Don’t get me wrong. Using regex to parse HTML is a very, very bad idea.
However, the reasoning in that Stack Overflow thread is not entirely sound in
the context of modern programming languages. In this blog post, I’ll explain
why, in some programming languages, if you really *really* wanted to, you could
write a regex to match HTML.

To clear up the confusion surrounding regexes and HTML, we must first figure out what “regular expression” actually means. Unfortunately, this term can mean two different things depending on context. On the one hand, there are “regular expressions” as they appear in modern programming languages and libraries. On the other hand, there is the formal concept of “regular expressions” as it appears in computer science, and in particular the study of languages. The latter notion is the one which causes so many people to believe that parsing HTML is not possible with regular expressions. To see why, we must dive into the formal theory of languages.
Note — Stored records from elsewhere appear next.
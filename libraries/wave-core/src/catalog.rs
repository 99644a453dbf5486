//! Audio catalog
//!
//! The library of songs, albums and podcasts every session plays from.
//! Entries are shared through `Arc` and never change once inserted; only
//! the owning artist or host adds new albums and podcasts.

use serde::{Deserialize, Serialize};
use std::collections::HashSet;
use std::sync::Arc;

use crate::error::{Result, WaveError};
use crate::types::{Album, Podcast, PodcastRecord, Song, UserRecord};

/// Library snapshot as read from an input file
#[derive(Debug, Clone, Default, Serialize, Deserialize)]
pub struct Library {
    /// Songs not attached to any published album
    #[serde(default)]
    pub songs: Vec<Song>,

    /// Podcasts with their episodes
    #[serde(default)]
    pub podcasts: Vec<PodcastRecord>,

    /// Accounts present before the first command
    #[serde(default)]
    pub users: Vec<UserRecord>,
}

/// Read-mostly library of playable content
#[derive(Debug, Clone, Default)]
pub struct AudioCatalog {
    songs: Vec<Arc<Song>>,
    albums: Vec<Arc<Album>>,
    podcasts: Vec<Arc<Podcast>>,
}

impl AudioCatalog {
    /// Create an empty catalog
    pub fn new() -> Self {
        Self::default()
    }

    /// Build the catalog from a library snapshot.
    ///
    /// Users are not part of the catalog; callers register them separately.
    pub fn from_library(library: Library) -> Self {
        Self {
            songs: library.songs.into_iter().map(Arc::new).collect(),
            albums: Vec::new(),
            podcasts: library
                .podcasts
                .into_iter()
                .map(|record| Arc::new(Podcast::from(record)))
                .collect(),
        }
    }

    /// All songs, library songs first, then album songs in publication order
    pub fn songs(&self) -> &[Arc<Song>] {
        &self.songs
    }

    /// All published albums
    pub fn albums(&self) -> &[Arc<Album>] {
        &self.albums
    }

    /// All podcasts
    pub fn podcasts(&self) -> &[Arc<Podcast>] {
        &self.podcasts
    }

    /// Albums published by an artist, oldest first
    pub fn albums_by<'a>(&'a self, artist: &'a str) -> impl Iterator<Item = &'a Arc<Album>> + 'a {
        self.albums.iter().filter(move |album| album.owner == artist)
    }

    /// Podcasts owned by a host, oldest first
    pub fn podcasts_by<'a>(&'a self, host: &'a str) -> impl Iterator<Item = &'a Arc<Podcast>> + 'a {
        self.podcasts.iter().filter(move |podcast| podcast.owner == host)
    }

    /// Songs performed by an artist
    pub fn songs_by<'a>(&'a self, artist: &'a str) -> impl Iterator<Item = &'a Arc<Song>> + 'a {
        self.songs.iter().filter(move |song| song.artist == artist)
    }

    /// Find a podcast by exact name
    pub fn find_podcast(&self, name: &str) -> Option<&Arc<Podcast>> {
        self.podcasts.iter().find(|podcast| podcast.name == name)
    }

    /// Publish an album.
    ///
    /// Rejects a second album with the same name from the same artist and an
    /// album listing the same song title twice. The album's songs join the
    /// catalog.
    pub fn add_album(&mut self, album: Album) -> Result<Arc<Album>> {
        if self.albums_by(&album.owner).any(|a| a.name == album.name) {
            return Err(WaveError::validation(format!(
                "{} has another album with the same name.",
                album.owner
            )));
        }

        let mut seen = HashSet::new();
        if !album.songs.iter().all(|song| seen.insert(song.name.as_str())) {
            return Err(WaveError::validation(format!(
                "{} has the same song at least twice in this album.",
                album.owner
            )));
        }

        self.songs.extend(album.songs.iter().cloned());
        let album = Arc::new(album);
        self.albums.push(Arc::clone(&album));
        Ok(album)
    }

    /// Publish a podcast; names are unique per host.
    pub fn add_podcast(&mut self, podcast: Podcast) -> Result<Arc<Podcast>> {
        if self.podcasts_by(&podcast.owner).any(|p| p.name == podcast.name) {
            return Err(WaveError::validation(format!(
                "{} has another podcast with the same name.",
                podcast.owner
            )));
        }

        let podcast = Arc::new(podcast);
        self.podcasts.push(Arc::clone(&podcast));
        Ok(podcast)
    }
}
For our purposes, a *language* is simply a set of strings. The set of all email
addresses is a language. So is the set of all phone numbers. Importantly, a
language may be infinite; that is, it may contain infinitely many strings. For
example, the set
$\{\varepsilon,\>\text{A},\>\text{AA},\>\text{AAA},\>\text{AAAA},\>…\}$
is an infinite language (here, we use $\varepsilon$ to represent the empty
string). We want a simple way to completely describe a language, even if it is
extremely large or infinite. The previous example can be described informally
as “the set of strings which consist of $\text{A}$ repeated zero or more
times”. This description, which is itself finite, completely describes an
infinite set of strings.

For complex languages, however, informal descriptions are too verbose. Furthermore, we want a computer to automatically check whether or not a string belongs to a language. Since computers cannot understand natural language (yet), informal descriptions will not suffice.
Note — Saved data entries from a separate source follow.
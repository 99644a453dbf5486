//! Playback session - the time-advance engine
//!
//! A session never runs a clock of its own. Every command carries a
//! timestamp and the session is settled to it with [`PlaybackSession::advance_to`]
//! before the command acts: the elapsed seconds are consumed against the
//! current track, crossing track boundaries according to the repeat and
//! shuffle settings. Each track played to its end is reported back so the
//! caller can attribute listens.

use std::collections::HashMap;
use tracing::{debug, trace};
use wave_core::Track;

use crate::{
    error::{PlaybackError, Result},
    shuffle::Shuffle,
    source::PlaybackSource,
    types::{PlayerStatus, RepeatMode, SessionConfig, SessionStatus, ShufflePolicy, Timestamp},
};

/// Loaded source and the player's position inside it
#[derive(Debug, Clone, PartialEq)]
pub struct PlaybackState {
    source: PlaybackSource,

    /// Play position in the sequence (index into the shuffle order when shuffled)
    cursor: usize,

    /// Seconds into the current track; always below its duration
    position: u32,

    paused: bool,
    shuffle: Option<Shuffle>,
    repeat: RepeatMode,

    /// Source played out or was ejected
    ended: bool,
}

impl PlaybackState {
    fn new(source: PlaybackSource) -> Self {
        Self {
            source,
            cursor: 0,
            position: 0,
            paused: false,
            shuffle: None,
            repeat: RepeatMode::None,
            ended: false,
        }
    }

    /// Loaded source
    pub fn source(&self) -> &PlaybackSource {
        &self.source
    }

    /// Play position in the sequence
    pub fn cursor(&self) -> usize {
        self.cursor
    }

    /// Seconds into the current track
    pub fn position(&self) -> u32 {
        self.position
    }

    /// Whether the clock is stopped
    pub fn is_paused(&self) -> bool {
        self.paused
    }

    /// Whether the source played out
    pub fn is_ended(&self) -> bool {
        self.ended
    }

    /// Repeat mode
    pub fn repeat(&self) -> RepeatMode {
        self.repeat
    }

    /// Shuffle state, present iff shuffle is enabled
    pub fn shuffle(&self) -> Option<&Shuffle> {
        self.shuffle.as_ref()
    }

    /// Index into the source of the track under the cursor
    pub fn source_index(&self) -> usize {
        self.shuffle
            .as_ref()
            .map_or(self.cursor, |shuffle| shuffle.source_index(self.cursor))
    }

    /// Track under the cursor.
    ///
    /// After the source played out this is the last track that was playing.
    pub fn current_track(&self) -> Option<Track> {
        self.source.track(self.source_index())
    }

    fn finish(&mut self) {
        self.ended = true;
        self.paused = true;
        self.position = 0;
    }

    /// Move the cursor past the current track.
    ///
    /// Returns `false` when the sequence is exhausted and the source stopped.
    fn step(&mut self, policy: ShufflePolicy) -> bool {
        if self.cursor + 1 < self.source.len() {
            self.cursor += 1;
            return true;
        }

        match self.repeat {
            RepeatMode::RepeatAll => {
                self.cursor = 0;
                if policy == ShufflePolicy::ReshuffleEachLoop {
                    if let Some(shuffle) = self.shuffle.as_mut() {
                        shuffle.reshuffle();
                    }
                }
                true
            }
            RepeatMode::RepeatOnce => {
                self.cursor = 0;
                self.repeat = RepeatMode::None;
                true
            }
            RepeatMode::None | RepeatMode::RepeatCurrent => {
                self.finish();
                false
            }
        }
    }

    /// Consume `budget` seconds of playing time, returning completed tracks.
    fn consume(&mut self, mut budget: u64, policy: ShufflePolicy) -> Vec<Track> {
        let mut completed = Vec::new();
        // Consecutive zero-length tracks; more than a full pass of them can never consume time
        let mut idle = 0usize;

        while !self.ended {
            let Some(track) = self.current_track() else {
                self.finish();
                break;
            };

            let duration = u64::from(track.duration());
            let remaining = duration.saturating_sub(u64::from(self.position));
            if budget < remaining {
                // budget < remaining <= u32::MAX
                self.position += budget as u32;
                break;
            }

            budget -= remaining;
            self.position = 0;

            if self.repeat == RepeatMode::RepeatCurrent {
                completed.push(track.clone());
                if duration > 0 {
                    let laps = budget / duration;
                    completed.extend(std::iter::repeat(track).take(laps as usize));
                    self.position = (budget % duration) as u32;
                }
                break;
            }

            completed.push(track);

            if remaining == 0 {
                idle += 1;
                if idle > self.source.len() {
                    self.finish();
                    break;
                }
            } else {
                idle = 0;
            }

            if !self.step(policy) {
                break;
            }
        }

        completed
    }
}

/// Where a listener left a podcast
#[derive(Debug, Clone, Copy, PartialEq, Eq)]
struct Bookmark {
    cursor: usize,
    position: u32,
}

/// Per-user playback state machine
///
/// States: Empty -> Playing (load), Playing <-> Paused (pause/resume),
/// Playing -> StoppedAtEnd (source played out), StoppedAtEnd -> Playing
/// (load only).
#[derive(Debug, Clone)]
pub struct PlaybackSession {
    config: SessionConfig,
    state: Option<PlaybackState>,
    last_updated: Timestamp,

    /// Podcast name -> resume point
    bookmarks: HashMap<String, Bookmark>,
}

impl PlaybackSession {
    /// Create an empty session
    pub fn new(config: SessionConfig) -> Self {
        Self {
            config,
            state: None,
            last_updated: 0,
            bookmarks: HashMap::new(),
        }
    }

    /// Session configuration
    pub fn config(&self) -> &SessionConfig {
        &self.config
    }

    /// Lifecycle state
    pub fn status(&self) -> SessionStatus {
        match &self.state {
            None => SessionStatus::Empty,
            Some(state) if state.ended => SessionStatus::StoppedAtEnd,
            Some(state) if state.paused => SessionStatus::Paused,
            Some(_) => SessionStatus::Playing,
        }
    }

    /// Timestamp the session was last settled to
    pub fn last_updated(&self) -> Timestamp {
        self.last_updated
    }

    /// Last loaded state, even if it already played out
    pub fn state(&self) -> Option<&PlaybackState> {
        self.state.as_ref()
    }

    /// Loaded state that has not played out yet
    pub fn active_state(&self) -> Option<&PlaybackState> {
        self.state.as_ref().filter(|state| !state.ended)
    }

    fn active_state_mut(&mut self) -> Result<&mut PlaybackState> {
        self.state
            .as_mut()
            .filter(|state| !state.ended)
            .ok_or(PlaybackError::NothingLoaded)
    }

    /// Last loaded source, even if it already played out
    pub fn last_source(&self) -> Option<&PlaybackSource> {
        self.state.as_ref().map(PlaybackState::source)
    }

    /// Whether a source is loaded and has not played out
    pub fn is_active(&self) -> bool {
        self.active_state().is_some()
    }

    /// Whether the clock is running
    pub fn is_playing(&self) -> bool {
        self.status() == SessionStatus::Playing
    }

    /// Track currently playing (or paused on)
    pub fn current_track(&self) -> Option<Track> {
        self.active_state().and_then(PlaybackState::current_track)
    }

    /// Replace the loaded source.
    ///
    /// Shuffle and repeat reset to their defaults and playback starts at the
    /// first track, except for podcasts, which resume where they were left.
    pub fn load(&mut self, source: PlaybackSource, at: Timestamp) -> Result<()> {
        if source.is_empty() {
            return Err(PlaybackError::EmptySource);
        }

        self.bookmark_current();

        let mut state = PlaybackState::new(source);
        if let PlaybackSource::Podcast(podcast) = &state.source {
            if let Some(bookmark) = self.bookmarks.remove(&podcast.name) {
                state.cursor = bookmark.cursor.min(podcast.episodes.len() - 1);
                state.position = bookmark.position;
            }
        }

        debug!(source = state.source.name(), at, "Loaded source");
        self.state = Some(state);
        self.last_updated = self.last_updated.max(at);
        Ok(())
    }

    /// Stop whatever is playing; the source stays as the last loaded one.
    pub fn eject(&mut self, at: Timestamp) {
        self.bookmark_current();
        if let Some(state) = self.state.as_mut() {
            state.finish();
        }
        self.last_updated = self.last_updated.max(at);
    }

    /// Settle the session to `at`, returning every track played to its end.
    ///
    /// Calling it again with the same timestamp is a no-op, and advancing in
    /// several steps ends in the same state as one jump.
    pub fn advance_to(&mut self, at: Timestamp) -> Vec<Track> {
        if at <= self.last_updated {
            return Vec::new();
        }

        let delta = (at - self.last_updated) as u64;
        self.last_updated = at;

        let policy = self.config.shuffle_policy;
        let Some(state) = self.state.as_mut() else {
            return Vec::new();
        };
        if state.paused || state.ended {
            return Vec::new();
        }

        let completed = state.consume(delta, policy);
        trace!(at, completed = completed.len(), "Advanced session");

        if state.ended {
            if let PlaybackSource::Podcast(podcast) = &state.source {
                self.bookmarks.remove(&podcast.name);
            }
        }

        completed
    }

    /// Move the clock to `at` without consuming time (offline users)
    pub fn rebase(&mut self, at: Timestamp) {
        self.last_updated = self.last_updated.max(at);
    }

    /// Stop the clock
    pub fn pause(&mut self) -> Result<()> {
        self.active_state_mut()?.paused = true;
        Ok(())
    }

    /// Restart the clock from `at`
    pub fn resume(&mut self, at: Timestamp) -> Result<()> {
        self.active_state_mut()?.paused = false;
        self.last_updated = self.last_updated.max(at);
        Ok(())
    }

    /// Pause when playing, resume when paused; returns the new paused flag
    pub fn toggle_pause(&mut self, at: Timestamp) -> Result<bool> {
        if self.active_state_mut()?.paused {
            self.resume(at)?;
            Ok(false)
        } else {
            self.pause()?;
            Ok(true)
        }
    }

    /// Set the repeat mode
    pub fn set_repeat(&mut self, mode: RepeatMode) -> Result<()> {
        self.active_state_mut()?.repeat = mode;
        Ok(())
    }

    /// Advance the repeat mode one step in its cycle
    pub fn cycle_repeat(&mut self) -> Result<RepeatMode> {
        let state = self.active_state_mut()?;
        state.repeat = state.repeat.cycle(state.source.is_collection());
        Ok(state.repeat)
    }

    /// Enable or disable shuffle; returns whether shuffle is now enabled.
    ///
    /// The current track stays current either way. Enabling reorders only
    /// the tracks after it, so the rest of the pass still plays each of them;
    /// disabling moves the cursor back to the track's place in source order.
    pub fn toggle_shuffle(&mut self, seed: u64) -> Result<bool> {
        let state = self.active_state_mut()?;
        if !state.source.is_collection() {
            return Err(PlaybackError::NotCollection);
        }

        let current = state.source_index();
        if state.shuffle.take().is_some() {
            state.cursor = current;
            return Ok(false);
        }

        let shuffle = Shuffle::from_cursor(state.source.len(), current, seed);
        state.cursor = shuffle.position_of(current);
        state.shuffle = Some(shuffle);
        Ok(true)
    }

    /// Jump forward by the configured skip, staying inside the current track
    pub fn skip_forward(&mut self) -> Result<()> {
        let skip = self.config.skip_seconds;
        let state = self.active_state_mut()?;
        let last_second = state
            .current_track()
            .map_or(0, |track| track.duration().saturating_sub(1));
        state.position = state.position.saturating_add(skip).min(last_second);
        Ok(())
    }

    /// Jump backward by the configured skip, stopping at the track start
    pub fn skip_backward(&mut self) -> Result<()> {
        let skip = self.config.skip_seconds;
        let state = self.active_state_mut()?;
        state.position = state.position.saturating_sub(skip);
        Ok(())
    }

    /// Move to the following track without counting the current one as
    /// listened. Returns `None` when the source ran out.
    pub fn next(&mut self) -> Result<Option<Track>> {
        let policy = self.config.shuffle_policy;
        let state = self.active_state_mut()?;
        state.position = 0;
        state.paused = false;

        if state.step(policy) {
            return Ok(state.current_track());
        }

        if let PlaybackSource::Podcast(podcast) = &state.source {
            let name = podcast.name.clone();
            self.bookmarks.remove(&name);
        }
        Ok(None)
    }

    /// Restart the current track, or step back one track when already at
    /// its start.
    pub fn previous(&mut self) -> Result<Option<Track>> {
        let state = self.active_state_mut()?;
        if state.position > 0 {
            state.position = 0;
        } else if state.cursor > 0 {
            state.cursor -= 1;
        }
        state.paused = false;
        Ok(state.current_track())
    }

    /// Snapshot for the `status` command
    pub fn player_status(&self) -> PlayerStatus {
        match self.active_state() {
            None => PlayerStatus {
                name: String::new(),
                remained_time: 0,
                repeat: RepeatMode::None.label(false).to_string(),
                shuffle: false,
                paused: true,
            },
            Some(state) => {
                let (name, duration) = state
                    .current_track()
                    .map(|track| (track.name().to_string(), track.duration()))
                    .unwrap_or_default();
                PlayerStatus {
                    name,
                    remained_time: duration.saturating_sub(state.position),
                    repeat: state
                        .repeat
                        .label(state.source.is_collection())
                        .to_string(),
                    shuffle: state.shuffle.is_some(),
                    paused: state.paused,
                }
            }
        }
    }

    fn bookmark_current(&mut self) {
        let Some(state) = self.state.as_ref().filter(|state| !state.ended) else {
            return;
        };
        if let PlaybackSource::Podcast(podcast) = &state.source {
            self.bookmarks.insert(
                podcast.name.clone(),
                Bookmark {
                    cursor: state.cursor,
                    position: state.position,
                },
            );
        }
    }
}

impl Default for PlaybackSession {
    fn default() -> Self {
        Self::new(SessionConfig::default())
    }
}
Enter *regular expressions*. Just like the regular expressions used in
every-day programming, formal regular expressions are used to concisely
describe some large set of strings. In formal language theory, regular
expressions consist of:

- “Alphabet” symbols, such as $\text{A}$ or $\text{B}$
- The $+$ symbol, which means “or”
- The $\cdot$ symbol, which means “concatenate”
- The Kleene star, $*$, which means “repeat zero or more times”
- Parentheses, $($ and $)$, for grouping

(For simplicity, I am skipping over some subtler parts of the formal definition; you can find a complete definition here.)
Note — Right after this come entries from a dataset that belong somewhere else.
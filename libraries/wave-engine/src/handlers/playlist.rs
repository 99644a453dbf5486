//! Playlist commands

use serde::Serialize;
use wave_playback::{PlaybackSource, Timestamp};

use crate::error::{EngineError, Result};
use crate::output::Reply;
use crate::playlists::{FollowChange, Visibility};
use crate::search::SearchHit;
use crate::world::WorldState;

/// Add the playing song to a playlist, or remove it if already there
pub fn add_remove_in_playlist(world: &mut WorldState, user: &str, playlist_id: usize) -> Result<Reply> {
    let listener = world.users.online_listener_mut(user)?;
    let state = listener
        .session
        .active_state()
        .ok_or(EngineError::NothingLoaded {
            action: "adding to or removing from the playlist",
        })?;

    if !matches!(
        state.source(),
        PlaybackSource::Song(_) | PlaybackSource::Album(_)
    ) {
        return Err(EngineError::NotSong);
    }
    let song = state
        .current_track()
        .and_then(|track| track.as_song().cloned())
        .ok_or(EngineError::NotSong)?;

    if world.playlists.toggle_song(user, playlist_id, song)? {
        Ok(Reply::message("Successfully added to playlist."))
    } else {
        Ok(Reply::message("Successfully removed from playlist."))
    }
}

/// Create an empty public playlist
pub fn create_playlist(world: &mut WorldState, user: &str, at: Timestamp, name: &str) -> Result<Reply> {
    world.users.online_listener_mut(user)?;
    world.playlists.create(user, name, at)?;
    Ok(Reply::message("Playlist created successfully."))
}

/// Flip a playlist between public and private
pub fn switch_visibility(world: &mut WorldState, user: &str, playlist_id: usize) -> Result<Reply> {
    world.users.online_listener_mut(user)?;
    let visibility = world.playlists.switch_visibility(user, playlist_id)?;
    let label = match visibility {
        Visibility::Public => "public",
        Visibility::Private => "private",
    };
    Ok(Reply::message(format!(
        "Visibility status updated successfully to {}.",
        label
    )))
}

/// Follow or unfollow the selected playlist
pub fn follow(world: &mut WorldState, user: &str) -> Result<Reply> {
    let listener = world.users.online_listener_mut(user)?;
    let key = match &listener.search.selection {
        None => return Err(EngineError::NothingSelectedToFollow),
        Some(SearchHit::Playlist(key)) => key.clone(),
        Some(_) => return Err(EngineError::NotPlaylist),
    };

    match world
        .playlists
        .toggle_follow(user, &mut listener.following, &key)?
    {
        FollowChange::Followed => Ok(Reply::message("Playlist followed successfully.")),
        FollowChange::Unfollowed => Ok(Reply::message("Playlist unfollowed successfully.")),
        FollowChange::Refused => Ok(Reply::Silent),
    }
}

#[derive(Serialize)]
struct PlaylistSummary<'a> {
    name: &'a str,
    songs: Vec<&'a str>,
    visibility: Visibility,
    followers: u32,
}

/// The user's playlists in creation order
pub fn show_playlists(world: &mut WorldState, user: &str) -> Result<Reply> {
    world.users.listener(user)?;
    let summaries: Vec<PlaylistSummary<'_>> = world
        .playlists
        .owned_by(user)
        .map(|playlist| PlaylistSummary {
            name: &playlist.key.name,
            songs: playlist.songs.iter().map(|song| song.name.as_str()).collect(),
            visibility: playlist.visibility,
            followers: playlist.followers,
        })
        .collect();
    Ok(Reply::result(summaries))
}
Here are a few examples of formal regular expressions, along with the languages they describe:

Formal Regex | Language |
---|---|

$\text{A}+\text{B}$ | $\{\text{A},\>\text{B}\}$ |

$\text{A} \cdot \text{B} \cdot \text{C}$ | $\{\text{ABC}\}$ |

$\text{A} \cdot \text{B} \cdot (\text{C} + \text{D})$ | $\{\text{ABC},\> \text{ABD}\}$ |

$\text{A}^*$ | $\{\varepsilon,\>\text{A},\>\text{AA},\>\text{AAA},\>\text{AAAA},\>…\}$ |

$(\text{A} \cdot \text{B})^*$ | $\{\varepsilon,\>\text{AB},\>\text{ABAB},\>\text{ABABAB},\>…\}$ |

$\text{A} \cdot \text{B}^*$ | $\{\text{A},\>\text{AB},\>\text{ABB},\>\text{ABBB},\>…\}$ |

It is apparent that these regular expressions are not nearly as powerful as the
regular expressions built into modern programming languages. At the very least,
formal regexes are far more verbose. Whereas in a modern regex you can simply
write something like `[1-4]*`

, a formal regex would require you to write
$(1+2+3+4)^*$. Nevertheless, formal regexes are perfectly capable of
describing simple languages such as phone numbers.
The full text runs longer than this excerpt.